Between May 7, 2013, and March 25, 2014, we enrolled and randomly assigned 365 patients to different treatment arms (63 to rifampicin 35 mg/kg, isoniazid, pyrazinamide, and ethambutol; 59 to rifampicin 10 mg/kg, isoniazid, pyrazinamide, SQ109; 57 to rifampicin 20 mg/kg, isoniazid, pyrazinamide, and SQ109; 63 to rifampicin 10 mg/kg, isoniazid, pyrazinamide, and moxifloxacin; and 123 to the control arm). Recruitment was stopped early in the arms containing SQ109 since prespecified efficacy thresholds were not met at the planned interim analysis. Time to stable culture conversion in liquid media was faster in the 35 mg/kg rifampicin group than in the control group (median 48 days vs 62 days, adjusted hazard ratio 1·78; 95% CI 1·22–2·58, p=0·003), but not in other experimental arms. There was no difference in any of the groups in time to culture conversion on solid media. 11 patients had treatment failure or recurrent disease during post-treatment follow-up: one in the 35 mg/kg rifampicin arm and none in the moxifloxacin arm. 45 (12%) of 365 patients reported grade 3–5 adverse events, with similar proportions in each arm.

Interpretation

A dose of 35 mg/kg rifampicin was safe, reduced the time to culture conversion in liquid media, and could be a promising component of future, shorter regimens.
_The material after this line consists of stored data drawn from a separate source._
//! HTTP surface: router, handlers, and the server that runs them.

pub mod handlers;
pub mod router;
pub mod server;

pub use handlers::{AccessKeyRequest, SecretList, SecretResponse, SecretSummary, ValidJson};
pub use router::{AppState, create_router};
pub use server::VaultServer;
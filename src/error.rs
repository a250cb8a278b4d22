//! Error types for Simple Vault
//!
//! Every failure a request can hit is one of the tagged variants below.
//! Handlers return `Result<_, Error>` and the [`IntoResponse`] impl turns
//! the variant into an HTTP status plus a JSON body at the boundary.

use std::io;

use axum::{
    Json,
    http::StatusCode,
    response::{IntoResponse, Response},
};
use serde_json::json;
use thiserror::Error;

/// Result type alias for Simple Vault
pub type Result<T> = std::result::Result<T, Error>;

/// Simple Vault errors
#[derive(Error, Debug)]
pub enum Error {
    /// Missing, invalid or unverifiable credential
    #[error("Unauthorized: {0}")]
    Unauthorized(String),

    /// Record absent, owned by someone else, or user missing from the directory
    #[error("Not found: {0}")]
    NotFound(String),

    /// Malformed or incomplete request body
    #[error("Validation error: {0}")]
    Validation(String),

    /// Request body over the configured size limit
    #[error("Payload too large: {0}")]
    PayloadTooLarge(String),

    /// Request body is not declared as JSON
    #[error("Unsupported media type: {0}")]
    UnsupportedMediaType(String),

    /// Auth service or document store unreachable, timed out, or misbehaving
    #[error("Upstream failure: {0}")]
    Upstream(String),

    /// An authenticated response lacked a field it must carry
    #[error("Internal inconsistency: {0}")]
    Inconsistent(String),

    /// Configuration error
    #[error("Configuration error: {0}")]
    Config(String),

    /// IO error
    #[error("IO error: {0}")]
    Io(#[from] io::Error),

    /// Internal error
    #[error("Internal error: {0}")]
    Internal(String),
}

impl Error {
    /// Wrap a store failure with the operation that produced it
    pub fn store(context: &str, err: impl std::fmt::Display) -> Self {
        Self::Upstream(format!("{context}: {err}"))
    }

    /// HTTP status for this error
    #[must_use]
    pub fn status(&self) -> StatusCode {
        match self {
            Self::Unauthorized(_) => StatusCode::UNAUTHORIZED,
            Self::NotFound(_) => StatusCode::NOT_FOUND,
            Self::Validation(_) => StatusCode::BAD_REQUEST,
            Self::PayloadTooLarge(_) => StatusCode::PAYLOAD_TOO_LARGE,
            Self::UnsupportedMediaType(_) => StatusCode::UNSUPPORTED_MEDIA_TYPE,
            Self::Upstream(_)
            | Self::Inconsistent(_)
            | Self::Config(_)
            | Self::Io(_)
            | Self::Internal(_) => StatusCode::INTERNAL_SERVER_ERROR,
        }
    }

    /// Stable machine-readable code used in the `error` field of responses
    #[must_use]
    pub fn code(&self) -> &'static str {
        match self {
            Self::Unauthorized(_) => "unauthorized",
            Self::NotFound(_) => "not_found",
            Self::Validation(_) => "invalid_request",
            Self::PayloadTooLarge(_) => "payload_too_large",
            Self::UnsupportedMediaType(_) => "unsupported_media_type",
            Self::Upstream(_) => "upstream_failure",
            Self::Inconsistent(_) => "internal_inconsistency",
            Self::Config(_) | Self::Io(_) | Self::Internal(_) => "internal_error",
        }
    }

    /// Human-readable message without the variant prefix
    #[must_use]
    pub fn message(&self) -> String {
        match self {
            Self::Unauthorized(m)
            | Self::NotFound(m)
            | Self::Validation(m)
            | Self::PayloadTooLarge(m)
            | Self::UnsupportedMediaType(m)
            | Self::Upstream(m)
            | Self::Inconsistent(m)
            | Self::Config(m)
            | Self::Internal(m) => m.clone(),
            Self::Io(e) => e.to_string(),
        }
    }
}

impl IntoResponse for Error {
    fn into_response(self) -> Response {
        let status = self.status();
        let body = Json(json!({
            "error": self.code(),
            "message": self.message(),
        }));

        if status == StatusCode::UNAUTHORIZED {
            (status, [("WWW-Authenticate", "Bearer")], body).into_response()
        } else {
            (status, body).into_response()
        }
    }
}

#[cfg(test)]
mod tests {
    use super::*;

    #[test]
    fn status_mapping_follows_taxonomy() {
        assert_eq!(Error::Unauthorized(String::new()).status(), StatusCode::UNAUTHORIZED);
        assert_eq!(Error::NotFound(String::new()).status(), StatusCode::NOT_FOUND);
        assert_eq!(Error::Validation(String::new()).status(), StatusCode::BAD_REQUEST);
        assert_eq!(
            Error::PayloadTooLarge(String::new()).status(),
            StatusCode::PAYLOAD_TOO_LARGE
        );
        assert_eq!(
            Error::UnsupportedMediaType(String::new()).status(),
            StatusCode::UNSUPPORTED_MEDIA_TYPE
        );
        assert_eq!(
            Error::Upstream(String::new()).status(),
            StatusCode::INTERNAL_SERVER_ERROR
        );
        assert_eq!(
            Error::Inconsistent(String::new()).status(),
            StatusCode::INTERNAL_SERVER_ERROR
        );
    }

    #[test]
    fn store_helper_keeps_context() {
        let err = Error::store("failed to fetch secrets", "connection reset");
        assert_eq!(err.message(), "failed to fetch secrets: connection reset");
        assert_eq!(err.code(), "upstream_failure");
    }

    #[test]
    fn unauthorized_response_carries_challenge() {
        let response = Error::Unauthorized("Unauthorized User".to_string()).into_response();
        assert_eq!(response.status(), StatusCode::UNAUTHORIZED);
        assert_eq!(
            response.headers().get("WWW-Authenticate").unwrap(),
            "Bearer"
        );
    }
}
Our adaptive trial design was successfully implemented in a multi-centre, high tuberculosis burden setting, and could speed regimen development at reduced cost.

Funding

The study was funded by the European and Developing Countries Clinical Trials partnership (EDCTP), the German Ministry for Education and Research (BmBF), and the Medical Research Council UK (MRC).